The North Miami Police detective assigned to his case, Webster Blemur, told Zimmelman that he had obtained photos taken from surveillance footage at a Bank of America branch somewhere in New York. The photos show a young man and woman with Asian features withdrawing Zimmelman’s $86,000, apparently from a bank account police believe was closed immediately afterward.

Four months later, “We’re still trying to identify the subjects,” Blemur acknowledges. “We’re still waiting on subpoenas for bank records.” (Zimmelman notes: “He said in July they were waiting on subpoenas.”)
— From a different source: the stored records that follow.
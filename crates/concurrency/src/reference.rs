//! Transactional references
//!
//! A [`TxnRef<T>`] is a cheap, clonable handle to a shared [`RefCore<T>`]:
//!
//! - `committed`: value and version stored together so an unlocked read
//!   never observes a torn pair
//! - `lock`: the lock word (see [`crate::lock`])
//! - `surplus`: number of live transactions that currently have it open
//! - `waiters`: retry latches of blocked transactions that read it
//!
//! Value and version only change inside the lock-held window of a commit,
//! and the version grows by exactly one per value-changing commit.
//!
//! Transactions track references through the object-safe [`ErasedRef`]
//! trait so a single read set can hold references of different types.

use crate::blocking::{RetryLatch, WaiterList};
use crate::lock::LockWord;
use crate::stm::{next_txn_id, GammaStm};
use crate::transaction::GammaTxn;
use gamma_core::{AccessIntent, LockMode, RefId, StmError, StmResult, TxnId};
use parking_lot::RwLock;
use std::any::Any;
use std::fmt;
use std::hash::{Hash, Hasher};
use std::sync::atomic::{AtomicU32, AtomicU64, Ordering};
use std::sync::Arc;

static NEXT_REF_ID: AtomicU64 = AtomicU64::new(1);

/// Values that can live in a transactional reference
///
/// `PartialEq` drives the dirty check: a write that leaves the value
/// unchanged does not bump the version.
pub trait TxnValue: Clone + PartialEq + Send + Sync + 'static {}

impl<T: Clone + PartialEq + Send + Sync + 'static> TxnValue for T {}

/// Deferred update applied at commit time
pub type CommuteFn<T> = Box<dyn FnOnce(T) -> T + Send>;

/// Type-erased buffered value or commute function
pub(crate) type ErasedValue = Box<dyn Any + Send>;

pub(crate) fn downcast_value<T: 'static>(value: ErasedValue) -> Option<T> {
    value.downcast::<T>().ok().map(|boxed| *boxed)
}

struct Committed<T> {
    value: T,
    version: u64,
}

/// Shared state behind a [`TxnRef`]
pub struct RefCore<T> {
    id: RefId,
    stm: GammaStm,
    lock: LockWord,
    surplus: AtomicU32,
    committed: RwLock<Committed<T>>,
    waiters: WaiterList,
}

impl<T: TxnValue> RefCore<T> {
    pub(crate) fn new(stm: GammaStm, value: T) -> Self {
        Self::with_lock(stm, value, LockWord::new())
    }

    /// A reference created inside `owner`, exclusively locked until it commits
    pub(crate) fn constructed(stm: GammaStm, owner: TxnId, value: T) -> Self {
        Self::with_lock(stm, value, LockWord::new_exclusive(owner))
    }

    fn with_lock(stm: GammaStm, value: T, lock: LockWord) -> Self {
        RefCore {
            id: RefId::new(NEXT_REF_ID.fetch_add(1, Ordering::Relaxed)),
            stm,
            lock,
            surplus: AtomicU32::new(0),
            committed: RwLock::new(Committed { value, version: 0 }),
            waiters: WaiterList::default(),
        }
    }

    /// Committed value and version, read as one pair
    pub(crate) fn load(&self) -> (T, u64) {
        let committed = self.committed.read();
        (committed.value.clone(), committed.version)
    }

    /// Load a pair that was not being published by another transaction.
    ///
    /// Spins while another transaction holds the Exclusive lock, and
    /// re-checks the lock after the load.
    pub(crate) fn load_consistent(&self, me: TxnId, spin_count: u32) -> Result<(T, u64), LockMode> {
        for round in 0..=spin_count {
            self.lock.await_not_exclusive(me, spin_count)?;
            let pair = self.load();
            if self.lock.exclusive_by_other(me).is_none() {
                return Ok(pair);
            }
            crate::lock::spin_backoff(round);
        }
        Err(LockMode::Exclusive)
    }
}

/// Object-safe view of a reference used by read sets and commits
pub(crate) trait ErasedRef: Send + Sync {
    fn id(&self) -> RefId;
    fn lock_word(&self) -> &LockWord;
    fn version(&self) -> u64;
    fn surplus(&self) -> u32;
    fn arrive(&self);
    fn depart(&self);
    fn register_waiter(&self, latch: &Arc<RetryLatch>);
    fn wake_waiters(&self) -> usize;

    /// Install a buffered value and/or run deferred commutes.
    ///
    /// Caller must hold the Exclusive lock. Returns `true` if the version
    /// was bumped.
    fn publish(
        &self,
        value: Option<ErasedValue>,
        commutes: Vec<ErasedValue>,
        constructed: bool,
        dirty_check: bool,
    ) -> bool;
}

impl<T: TxnValue> ErasedRef for RefCore<T> {
    fn id(&self) -> RefId {
        self.id
    }

    fn lock_word(&self) -> &LockWord {
        &self.lock
    }

    fn version(&self) -> u64 {
        self.committed.read().version
    }

    fn surplus(&self) -> u32 {
        self.surplus.load(Ordering::SeqCst)
    }

    fn arrive(&self) {
        self.surplus.fetch_add(1, Ordering::SeqCst);
    }

    fn depart(&self) {
        let _ = self
            .surplus
            .fetch_update(Ordering::SeqCst, Ordering::SeqCst, |x| {
                Some(x.saturating_sub(1))
            });
    }

    fn register_waiter(&self, latch: &Arc<RetryLatch>) {
        self.waiters.register(latch);
    }

    fn wake_waiters(&self) -> usize {
        self.waiters.wake_all()
    }

    fn publish(
        &self,
        value: Option<ErasedValue>,
        commutes: Vec<ErasedValue>,
        constructed: bool,
        dirty_check: bool,
    ) -> bool {
        let mut committed = self.committed.write();
        let mut next = match value.and_then(downcast_value::<T>) {
            Some(v) => v,
            None => committed.value.clone(),
        };
        for function in commutes {
            if let Some(function) = downcast_value::<CommuteFn<T>>(function) {
                next = function(next);
            }
        }
        if !constructed && dirty_check && next == committed.value {
            return false;
        }
        committed.value = next;
        committed.version += 1;
        true
    }
}

/// Handle to a transactional memory cell
///
/// Transactional operations take the running transaction as an explicit
/// argument:
///
/// ```ignore
/// let balance = stm.new_ref(10u64);
/// executor.atomic(|tx| {
///     let v = balance.get(tx)?;
///     balance.set(tx, v + 1)
/// })?;
/// ```
pub struct TxnRef<T> {
    pub(crate) core: Arc<RefCore<T>>,
}

impl<T> Clone for TxnRef<T> {
    fn clone(&self) -> Self {
        TxnRef {
            core: Arc::clone(&self.core),
        }
    }
}

impl<T: TxnValue> TxnRef<T> {
    pub(crate) fn from_core(core: Arc<RefCore<T>>) -> Self {
        TxnRef { core }
    }

    /// Create a reference inside `tx`; it becomes visible when `tx` commits
    ///
    /// # Errors
    ///
    /// Same as [`GammaTxn::new_ref`].
    pub fn new_in(tx: &mut GammaTxn, value: T) -> StmResult<Self> {
        tx.new_ref(value)
    }

    // === Introspection ===

    /// Identity of this reference
    pub fn id(&self) -> RefId {
        self.core.id
    }

    /// Current committed version
    pub fn version(&self) -> u64 {
        ErasedRef::version(&*self.core)
    }

    /// Number of live transactions that have this reference open
    pub fn surplus(&self) -> u32 {
        ErasedRef::surplus(&*self.core)
    }

    /// Current lock mode
    pub fn lock_mode(&self) -> LockMode {
        self.core.lock.mode()
    }

    /// Owner of a Write or Exclusive lock
    pub fn lock_owner(&self) -> Option<TxnId> {
        self.core.lock.owner()
    }

    /// Number of blocked transactions waiting for this reference to change
    pub fn waiter_count(&self) -> usize {
        self.core.waiters.len()
    }

    // === Transactional operations ===

    /// Track this reference in `tx` without returning the value
    pub fn open(&self, tx: &mut GammaTxn, intent: AccessIntent) -> StmResult<()> {
        tx.open(&self.core, intent, LockMode::None).map(|_| ())
    }

    /// Read the value as seen by `tx` (including its own writes)
    pub fn get(&self, tx: &mut GammaTxn) -> StmResult<T> {
        tx.read(&self.core, LockMode::None)
    }

    /// Buffer a new value in `tx`
    pub fn set(&self, tx: &mut GammaTxn, value: T) -> StmResult<()> {
        tx.write(&self.core, value)
    }

    /// Buffer a new value and return the previous one
    pub fn get_and_set(&self, tx: &mut GammaTxn, value: T) -> StmResult<T> {
        let old = tx.read(&self.core, LockMode::None)?;
        tx.write(&self.core, value)?;
        Ok(old)
    }

    /// Apply `f` and return the new value
    pub fn alter_and_get<F>(&self, tx: &mut GammaTxn, f: F) -> StmResult<T>
    where
        F: FnOnce(&T) -> T,
    {
        let old = tx.read(&self.core, LockMode::None)?;
        let new = f(&old);
        tx.write(&self.core, new.clone())?;
        Ok(new)
    }

    /// Apply `f` and return the old value
    pub fn get_and_alter<F>(&self, tx: &mut GammaTxn, f: F) -> StmResult<T>
    where
        F: FnOnce(&T) -> T,
    {
        let old = tx.read(&self.core, LockMode::None)?;
        tx.write(&self.core, f(&old))?;
        Ok(old)
    }

    /// Defer `f` until commit without reading the current value.
    ///
    /// If the reference is already open in `tx`, `f` is applied right away.
    pub fn commute<F>(&self, tx: &mut GammaTxn, f: F) -> StmResult<()>
    where
        F: FnOnce(T) -> T + Send + 'static,
    {
        tx.commute(&self.core, Box::new(f))
    }

    /// Return the value once `predicate` holds, otherwise block-retry
    pub fn await_value<P>(&self, tx: &mut GammaTxn, predicate: P) -> StmResult<T>
    where
        P: FnOnce(&T) -> bool,
    {
        let value = tx.read(&self.core, LockMode::None)?;
        if predicate(&value) {
            Ok(value)
        } else {
            tx.retry()
        }
    }

    /// Open this reference and hold `mode` on it until `tx` completes
    pub fn acquire_lock(&self, tx: &mut GammaTxn, mode: LockMode) -> StmResult<()> {
        tx.acquire_lock(&self.core, mode)
    }

    // === Atomic operations outside transactions ===

    /// Read the committed value without a transaction
    pub fn atomic_get(&self) -> StmResult<T> {
        let me = next_txn_id();
        let spin_count = self.core.stm.default_config().spin_count;
        self.core
            .load_consistent(me, spin_count)
            .map(|(value, _)| value)
            .map_err(|mode| StmError::ReadWriteConflict {
                ref_id: self.id(),
                reason: gamma_core::ConflictReason::LockedByOther { mode },
            })
    }

    /// Commit `value` as a single-reference transaction
    pub fn atomic_set(&self, value: T) -> StmResult<()> {
        self.atomic_alter_and_get(|_| value).map(|_| ())
    }

    /// Commit `f(current)` as a single-reference transaction and return it
    pub fn atomic_alter_and_get<F>(&self, f: F) -> StmResult<T>
    where
        F: FnOnce(&T) -> T,
    {
        let me = next_txn_id();
        let stm = &self.core.stm;
        let config = stm.default_config();
        self.core
            .lock
            .acquire(me, LockMode::None, LockMode::Exclusive, config.spin_count)
            .map_err(|held| StmError::LockNotFree {
                ref_id: self.id(),
                requested: LockMode::Exclusive,
                held,
            })?;

        let (changed, next) = {
            let mut committed = self.core.committed.write();
            let next = f(&committed.value);
            if config.dirty_check && next == committed.value {
                (false, next)
            } else {
                committed.value = next.clone();
                committed.version += 1;
                (true, next)
            }
        };
        if changed && ErasedRef::surplus(&*self.core) > 0 {
            stm.signal_conflict();
        }
        self.core.lock.release(me, LockMode::Exclusive);
        if changed {
            self.core.waiters.wake_all();
        }
        Ok(next)
    }
}

impl<T> PartialEq for TxnRef<T> {
    fn eq(&self, other: &Self) -> bool {
        self.core.id == other.core.id
    }
}

impl<T> Eq for TxnRef<T> {}

impl<T> Hash for TxnRef<T> {
    fn hash<H: Hasher>(&self, state: &mut H) {
        self.core.id.hash(state);
    }
}

impl<T: TxnValue + fmt::Debug> fmt::Debug for TxnRef<T> {
    fn fmt(&self, f: &mut fmt::Formatter<'_>) -> fmt::Result {
        let (value, version) = self.core.load();
        f.debug_struct("TxnRef")
            .field("id", &self.core.id)
            .field("version", &version)
            .field("value", &value)
            .field("lock", &self.core.lock.mode())
            .finish()
    }
}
Both Zimmelman’s credit union, USAA, and Bank of America attempted to trace the money, and both investigations have declared the stolen funds unrecoverable. Zimmelman wasn’t surprised to hear that, but between his attorney’s lack of progress and law enforcement’s inaction, it seemed he was further away than ever from a resolution.

Zimmelman_4 copy

“I just thought, what can I do?” Zimmelman muses. “By now I’m so distrustful of the whole process.” Everyone familiar with this case seems to be in agreement that the Bank of America should be on the hook for at least part of the money, but right now his current attorney, Charles Baron, is concentrating on preparing a detailed demand to Salt’s insurance company. (Calls to three different officials at Bank of America were not returned.)
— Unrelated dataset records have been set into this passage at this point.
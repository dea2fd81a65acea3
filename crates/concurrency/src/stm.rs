//! STM runtime handle
//!
//! [`GammaStm`] is the shared state every transaction and reference points
//! back to:
//! - the global conflict counter used for read consistency
//! - the default transaction configuration
//! - lifecycle metrics (started, committed, aborted)
//!
//! Transaction and reference ids come from process-wide counters so ids
//! stay unique even when several STM instances exist.

use crate::reference::{RefCore, TxnRef, TxnValue};
use crate::transaction::GammaTxn;
use gamma_core::{StmResult, TxnConfig, TxnId, TxnKind};
use std::sync::atomic::{AtomicU64, Ordering};
use std::sync::Arc;

static NEXT_TXN_ID: AtomicU64 = AtomicU64::new(1);

/// Allocate a fresh transaction id (never 0)
pub(crate) fn next_txn_id() -> TxnId {
    TxnId::new(NEXT_TXN_ID.fetch_add(1, Ordering::SeqCst))
}

struct StmShared {
    /// Bumped by every commit that changes a reference other transactions
    /// have open. Transactions compare it to their snapshot on each open.
    conflict_counter: AtomicU64,
    default_config: Arc<TxnConfig>,
    /// Metric counters use Relaxed ordering; they synchronize nothing.
    active_count: AtomicU64,
    total_started: AtomicU64,
    total_committed: AtomicU64,
    total_aborted: AtomicU64,
}

/// Cheaply clonable handle to an STM instance
#[derive(Clone)]
pub struct GammaStm {
    shared: Arc<StmShared>,
}

impl GammaStm {
    /// Create an STM with the default configuration
    pub fn new() -> Self {
        Self::from_validated(TxnConfig::default())
    }

    /// Create an STM whose transactions default to `config`
    ///
    /// # Errors
    ///
    /// Returns `InvalidConfig` if `config` fails validation.
    pub fn with_config(config: TxnConfig) -> StmResult<Self> {
        config.validate()?;
        Ok(Self::from_validated(config))
    }

    fn from_validated(config: TxnConfig) -> Self {
        GammaStm {
            shared: Arc::new(StmShared {
                conflict_counter: AtomicU64::new(0),
                default_config: Arc::new(config),
                active_count: AtomicU64::new(0),
                total_started: AtomicU64::new(0),
                total_committed: AtomicU64::new(0),
                total_aborted: AtomicU64::new(0),
            }),
        }
    }

    /// Configuration used by [`GammaStm::begin`] and atomic reference ops
    pub fn default_config(&self) -> &Arc<TxnConfig> {
        &self.shared.default_config
    }

    /// Create a reference, visible immediately at version 0
    pub fn new_ref<T: TxnValue>(&self, value: T) -> TxnRef<T> {
        TxnRef::from_core(Arc::new(RefCore::new(self.clone(), value)))
    }

    /// Start a transaction with the default configuration.
    ///
    /// Uses the configured `kind`, or the fat variable-length variant.
    pub fn begin(&self) -> GammaTxn {
        let config = Arc::clone(&self.shared.default_config);
        let kind = config.non_speculative_kind();
        GammaTxn::new(self.clone(), config, kind)
    }

    /// Start a transaction of a specific variant
    pub fn begin_with(&self, config: Arc<TxnConfig>, kind: TxnKind) -> GammaTxn {
        GammaTxn::new(self.clone(), config, kind)
    }

    /// Current value of the global conflict counter
    pub fn conflict_count(&self) -> u64 {
        self.shared.conflict_counter.load(Ordering::SeqCst)
    }

    pub(crate) fn signal_conflict(&self) {
        self.shared.conflict_counter.fetch_add(1, Ordering::SeqCst);
    }

    // === Metrics ===

    pub(crate) fn record_start(&self) {
        self.shared.active_count.fetch_add(1, Ordering::Relaxed);
        self.shared.total_started.fetch_add(1, Ordering::Relaxed);
    }

    pub(crate) fn record_commit(&self) {
        self.finish_active();
        self.shared.total_committed.fetch_add(1, Ordering::Relaxed);
    }

    pub(crate) fn record_abort(&self) {
        self.finish_active();
        self.shared.total_aborted.fetch_add(1, Ordering::Relaxed);
    }

    fn finish_active(&self) {
        // Saturating decrement
        let _ = self
            .shared
            .active_count
            .fetch_update(Ordering::Relaxed, Ordering::Relaxed, |x| {
                Some(x.saturating_sub(1))
            });
    }

    /// Snapshot of transaction statistics
    pub fn metrics(&self) -> StmMetrics {
        let started = self.shared.total_started.load(Ordering::Relaxed);
        let committed = self.shared.total_committed.load(Ordering::Relaxed);

        StmMetrics {
            active_count: self.shared.active_count.load(Ordering::Relaxed),
            total_started: started,
            total_committed: committed,
            total_aborted: self.shared.total_aborted.load(Ordering::Relaxed),
            conflict_count: self.conflict_count(),
            commit_rate: if started > 0 {
                committed as f64 / started as f64
            } else {
                0.0
            },
        }
    }
}

impl Default for GammaStm {
    fn default() -> Self {
        Self::new()
    }
}

impl std::fmt::Debug for GammaStm {
    fn fmt(&self, f: &mut std::fmt::Formatter<'_>) -> std::fmt::Result {
        f.debug_struct("GammaStm")
            .field("conflict_count", &self.conflict_count())
            .field("default_config", &self.shared.default_config)
            .finish()
    }
}

/// Transaction metrics
///
/// Each attempt counts as one transaction, so a block that retried twice
/// contributes three starts.
#[derive(Debug, Clone)]
pub struct StmMetrics {
    /// Number of currently live transactions
    pub active_count: u64,
    /// Total number of transactions started
    pub total_started: u64,
    /// Total number of transactions committed
    pub total_committed: u64,
    /// Total number of transactions aborted
    pub total_aborted: u64,
    /// Value of the global conflict counter
    pub conflict_count: u64,
    /// Commit success rate (committed / started)
    pub commit_rate: f64,
}

impl StmMetrics {
    /// Total transactions that completed (committed + aborted)
    pub fn total_completed(&self) -> u64 {
        self.total_committed + self.total_aborted
    }

    /// Abort rate (aborted / started)
    pub fn abort_rate(&self) -> f64 {
        if self.total_started > 0 {
            self.total_aborted as f64 / self.total_started as f64
        } else {
            0.0
        }
    }
}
Help Me Howard aired its segment August 24, two months after the aborted closing. The Channel 7 piece was upbeat; attorney Howard Finkelstein concluded optimistically: “Can he get his $86,000 back? Yes. This scam should be well known to people in the closing business, and the law requires the closing agent to act in a prudent manner, meaning they have to put in safety measures to block the scammers. Since there’s no evidence those safety measures were in place, in this case, the title company -- meaning their insurance company -- has to reimburse Richard the $86,000.”

It is true that real estate professionals are warned repeatedly about this type of cybercrime and that most offices handling real estate transactions monitor wire transfers (which are nevertheless generally preferred over cashier’s checks) especially closely. It’s notable that after Zimmelman’s loss, e-mail communications from Garden Title began to carry a boldfaced warning that clients should “verify wire instructions with us prior to sending money.... We never change our wire instructions.”
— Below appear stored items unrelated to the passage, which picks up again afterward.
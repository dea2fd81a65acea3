//! Read-set validation
//!
//! A transaction is consistent when every reference it read or wrote still
//! has the version it observed at open. Validation runs in two places:
//!
//! - On open, whenever the global conflict counter moved since the last
//!   check (`ValidationScope::Open`). Only Exclusive locks held by others
//!   count, since those mark a commit that is being published.
//! - At prepare (`ValidationScope::Prepare`). Read entries must also not be
//!   Write-locked by another transaction, which is about to commit them.
//!
//! Commuting and constructed entries are never validated: their outcome
//! does not depend on a previously observed value.

use crate::tranlocal::{AccessMode, Tranlocal};
use gamma_core::{ConflictReason, LockMode, RefId, StmError, TxnId};

/// When validation runs
#[derive(Debug, Clone, Copy, PartialEq, Eq)]
pub enum ValidationScope {
    /// While the transaction is still executing
    Open,
    /// During prepare, with commit locks held
    Prepare,
}

/// Types of conflicts found during validation
#[derive(Debug, Clone, PartialEq, Eq)]
pub enum ConflictType {
    /// Reference was read at one version but the current version differs
    ReadWriteConflict {
        /// Reference that changed
        ref_id: RefId,
        /// Version recorded when opened
        read_version: u64,
        /// Version at validation time
        current_version: u64,
    },

    /// Another transaction holds a lock that invalidates the read
    LockConflict {
        /// Reference that is locked
        ref_id: RefId,
        /// Mode held by the other transaction
        held: LockMode,
    },
}

impl ConflictType {
    /// Reference involved in the conflict
    pub fn ref_id(&self) -> RefId {
        match self {
            ConflictType::ReadWriteConflict { ref_id, .. } => *ref_id,
            ConflictType::LockConflict { ref_id, .. } => *ref_id,
        }
    }

    /// Convert into the control-flow error raised to the executor
    pub fn into_error(self) -> StmError {
        match self {
            ConflictType::ReadWriteConflict {
                ref_id,
                read_version,
                current_version,
            } => StmError::ReadWriteConflict {
                ref_id,
                reason: ConflictReason::VersionChanged {
                    read_version,
                    current_version,
                },
            },
            ConflictType::LockConflict { ref_id, held } => StmError::ReadWriteConflict {
                ref_id,
                reason: ConflictReason::LockedByOther { mode: held },
            },
        }
    }
}

/// Result of transaction validation
///
/// Accumulates all conflicts found during validation.
/// A transaction commits only if is_valid() returns true.
#[derive(Debug, Clone, Default)]
pub struct ValidationResult {
    /// All conflicts detected during validation
    pub conflicts: Vec<ConflictType>,
}

impl ValidationResult {
    /// Create a successful validation result (no conflicts)
    pub fn ok() -> Self {
        ValidationResult {
            conflicts: Vec::new(),
        }
    }

    /// Check if validation passed (no conflicts)
    pub fn is_valid(&self) -> bool {
        self.conflicts.is_empty()
    }

    /// Get the number of conflicts
    pub fn conflict_count(&self) -> usize {
        self.conflicts.len()
    }

    /// First conflict as an error, `Ok` when valid
    pub fn into_result(self) -> Result<(), StmError> {
        match self.conflicts.into_iter().next() {
            None => Ok(()),
            Some(conflict) => Err(conflict.into_error()),
        }
    }
}

/// Validate a single entry owned by `owner`
pub(crate) fn validate_entry(
    entry: &Tranlocal,
    owner: TxnId,
    scope: ValidationScope,
) -> Option<ConflictType> {
    if !matches!(entry.mode, AccessMode::Read | AccessMode::Write) {
        return None;
    }
    let lock = entry.core.lock_word();
    let blocking = match (scope, entry.mode) {
        (ValidationScope::Prepare, AccessMode::Read) => lock.write_locked_by_other(owner),
        _ => lock.exclusive_by_other(owner),
    };
    if let Some(held) = blocking {
        return Some(ConflictType::LockConflict {
            ref_id: entry.ref_id(),
            held,
        });
    }
    let current_version = entry.core.version();
    if current_version != entry.read_version {
        return Some(ConflictType::ReadWriteConflict {
            ref_id: entry.ref_id(),
            read_version: entry.read_version,
            current_version,
        });
    }
    None
}

/// Validate every entry, collecting all conflicts
pub(crate) fn validate_entries<'a>(
    entries: impl Iterator<Item = &'a Tranlocal>,
    owner: TxnId,
    scope: ValidationScope,
) -> ValidationResult {
    let mut result = ValidationResult::ok();
    for entry in entries {
        if let Some(conflict) = validate_entry(entry, owner, scope) {
            result.conflicts.push(conflict);
        }
    }
    result
}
Nevertheless Salt is adamant that her office has always had the necessary computer security software in place, and that no one should jump to conclusions about liability. “I have made a claim to my insurance company, and that’s it,” she says. “It has not yet been determined whose computer was hacked. No one knows that. Mr. Zimmelman has no idea who did this.”

Charles Baron, Zimmelman’s attorney, says the quesion isn’t really who did it, but whether there was negligence on the part of Garden Title. And that will be determined by the insurance company. “We’re at a very early stage on this,” he says. “We’re submitting a demand package with evidence and arguments, and then we will try to settle. If you can’t settle, you go to litigation. Litigation takes at least a year.”

And so Zimmelman is still waiting, in the same spot he’s been in since April. Except that now, he’s without a way out -- without the financial mobility he worked so hard to achieve. His unease has been deepening as he discovers that people often recognize him from the Channel 7 report and approach him, either thinking the matter has been resolved or wanting to advise him it was his fault.

Besides the stolen funds, Zimmelman says he has forfeited and paid more than $15,000 in fees, deposits, and legal costs. He has a place to live -- the condo he has owned since 1997, with a view of the parking lot, not a lake. His travel plans are on hold.

“I’m extremely limited without that $86,000,” he acknowledges. “Right now I’m not sure what I’m going to do. I don’t know where to turn.”